§ Saved data entries
*** Begin section ***

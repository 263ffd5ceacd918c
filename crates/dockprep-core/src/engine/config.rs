use crate::core::models::ids::AtomId;
use std::collections::HashMap;
use std::path::PathBuf;
use std::str::FromStr;
use thiserror::Error;

#[derive(Debug, Error, PartialEq, Eq, Clone)]
pub enum ConfigError {
    #[error("Missing required parameter: {0}")]
    MissingParameter(&'static str),
    #[error("Unknown repair policy: '{0}'")]
    UnknownRepairPolicy(String),
    #[error("Unknown cleanup token: '{0}'")]
    UnknownCleanupToken(String),
    #[error("Unknown preparation mode: '{0}'")]
    UnknownMode(String),
}

/// Whether the workflow writes its own output.
///
/// In interactive mode the caller owns the write, typically because it wants to
/// adjust the system further before committing it to disk.
#[derive(Debug, Clone, Copy, PartialEq, Eq, Default)]
pub enum PreparationMode {
    #[default]
    Automatic,
    Interactive,
}

impl FromStr for PreparationMode {
    type Err = ConfigError;

    fn from_str(s: &str) -> Result<Self, Self::Err> {
        match s.to_ascii_lowercase().as_str() {
            "automatic" => Ok(PreparationMode::Automatic),
            "interactive" => Ok(PreparationMode::Interactive),
            _ => Err(ConfigError::UnknownMode(s.to_string())),
        }
    }
}

/// Structural repairs applied before charge assignment.
#[derive(Debug, Clone, Copy, PartialEq, Eq, Default)]
pub enum RepairPolicy {
    /// Connect isolated atoms, then add polar hydrogens.
    BondsHydrogens,
    /// Bond every isolated atom to its closest neighbor.
    Bonds,
    /// Add polar hydrogens to under-coordinated heavy atoms.
    Hydrogens,
    /// Add hydrogens only when the structure has none at all.
    #[default]
    CheckHydrogens,
    /// No repairs.
    None,
}

impl FromStr for RepairPolicy {
    type Err = ConfigError;

    fn from_str(s: &str) -> Result<Self, Self::Err> {
        match s {
            "bonds_hydrogens" => Ok(RepairPolicy::BondsHydrogens),
            "bonds" => Ok(RepairPolicy::Bonds),
            "hydrogens" => Ok(RepairPolicy::Hydrogens),
            "checkhydrogens" => Ok(RepairPolicy::CheckHydrogens),
            "None" | "none" => Ok(RepairPolicy::None),
            _ => Err(ConfigError::UnknownRepairPolicy(s.to_string())),
        }
    }
}

/// How partial charges are assigned.
#[derive(Debug, Clone, Copy, PartialEq, Eq, Default)]
pub enum ChargePolicy {
    /// Compute Gasteiger (PEOE) charges for every atom.
    #[default]
    Gasteiger,
    /// Leave the charge state from the input file untouched.
    PreserveInput,
}

/// Which non-essential atoms the cleanup stage removes or merges.
#[derive(Debug, Clone, Copy, PartialEq, Eq)]
pub struct CleanupPolicy {
    /// Merge each nonpolar hydrogen's charge into its carbon and delete it.
    pub merge_nonpolar_hydrogens: bool,
    /// Merge lone-pair pseudo-atoms into their parents and delete them.
    pub merge_lone_pairs: bool,
    /// Remove water residues.
    pub remove_waters: bool,
    /// Remove chains composed entirely of nonstandard residues.
    pub remove_nonstd_chains: bool,
    /// Delete alternate-location B atoms and clear the marker on survivors.
    pub delete_alt_b: bool,
}

impl Default for CleanupPolicy {
    fn default() -> Self {
        Self {
            merge_nonpolar_hydrogens: true,
            merge_lone_pairs: true,
            remove_waters: true,
            remove_nonstd_chains: true,
            delete_alt_b: false,
        }
    }
}

impl CleanupPolicy {
    /// A policy that cleans nothing.
    pub fn none() -> Self {
        Self {
            merge_nonpolar_hydrogens: false,
            merge_lone_pairs: false,
            remove_waters: false,
            remove_nonstd_chains: false,
            delete_alt_b: false,
        }
    }
}

impl FromStr for CleanupPolicy {
    type Err = ConfigError;

    /// Parses an underscore-joined token list, e.g. `nphs_lps_waters_nonstdres`.
    /// An empty string cleans nothing; an unknown token is an error.
    fn from_str(s: &str) -> Result<Self, Self::Err> {
        let mut policy = CleanupPolicy::none();
        for token in s.split('_').filter(|t| !t.is_empty()) {
            match token {
                "nphs" => policy.merge_nonpolar_hydrogens = true,
                "lps" => policy.merge_lone_pairs = true,
                "waters" => policy.remove_waters = true,
                "nonstdres" => policy.remove_nonstd_chains = true,
                "deleteAltB" => policy.delete_alt_b = true,
                _ => return Err(ConfigError::UnknownCleanupToken(token.to_string())),
            }
        }
        Ok(policy)
    }
}

/// Charges captured before preparation, keyed by atom ID.
///
/// Each entry records the charge-set name that was active and its value; the
/// engine and the wrapper both restore from this record so the written output
/// and the in-memory system agree.
pub type PreservedCharges = HashMap<AtomId, (String, f64)>;

/// Full parameter set for a preparation run.
#[derive(Debug, Clone, PartialEq)]
pub struct PreparationConfig {
    pub mode: PreparationMode,
    pub repairs: RepairPolicy,
    pub charges: ChargePolicy,
    pub cleanup: CleanupPolicy,
    /// Delete every residue whose name is not in the standard set (`-e`).
    pub delete_nonstd_residues: bool,
    pub output_path: PathBuf,
}

#[derive(Default)]
pub struct PreparationConfigBuilder {
    mode: Option<PreparationMode>,
    repairs: Option<RepairPolicy>,
    charges: Option<ChargePolicy>,
    cleanup: Option<CleanupPolicy>,
    delete_nonstd_residues: Option<bool>,
    output_path: Option<PathBuf>,
}

impl PreparationConfigBuilder {
    pub fn new() -> Self {
        Self::default()
    }

    pub fn mode(mut self, mode: PreparationMode) -> Self {
        self.mode = Some(mode);
        self
    }
    pub fn repairs(mut self, policy: RepairPolicy) -> Self {
        self.repairs = Some(policy);
        self
    }
    pub fn charges(mut self, policy: ChargePolicy) -> Self {
        self.charges = Some(policy);
        self
    }
    pub fn cleanup(mut self, policy: CleanupPolicy) -> Self {
        self.cleanup = Some(policy);
        self
    }
    pub fn delete_nonstd_residues(mut self, delete: bool) -> Self {
        self.delete_nonstd_residues = Some(delete);
        self
    }
    pub fn output_path(mut self, path: PathBuf) -> Self {
        self.output_path = Some(path);
        self
    }

    pub fn build(self) -> Result<PreparationConfig, ConfigError> {
        Ok(PreparationConfig {
            mode: self.mode.unwrap_or_default(),
            repairs: self.repairs.unwrap_or_default(),
            charges: self.charges.unwrap_or_default(),
            cleanup: self.cleanup.unwrap_or_default(),
            delete_nonstd_residues: self.delete_nonstd_residues.unwrap_or(false),
            output_path: self
                .output_path
                .ok_or(ConfigError::MissingParameter("output_path"))?,
        })
    }
}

*** End section ***

Look over the entries above and say how many lines contain "PreparationConfigBuilder"; give only the number.

§ Expected output
2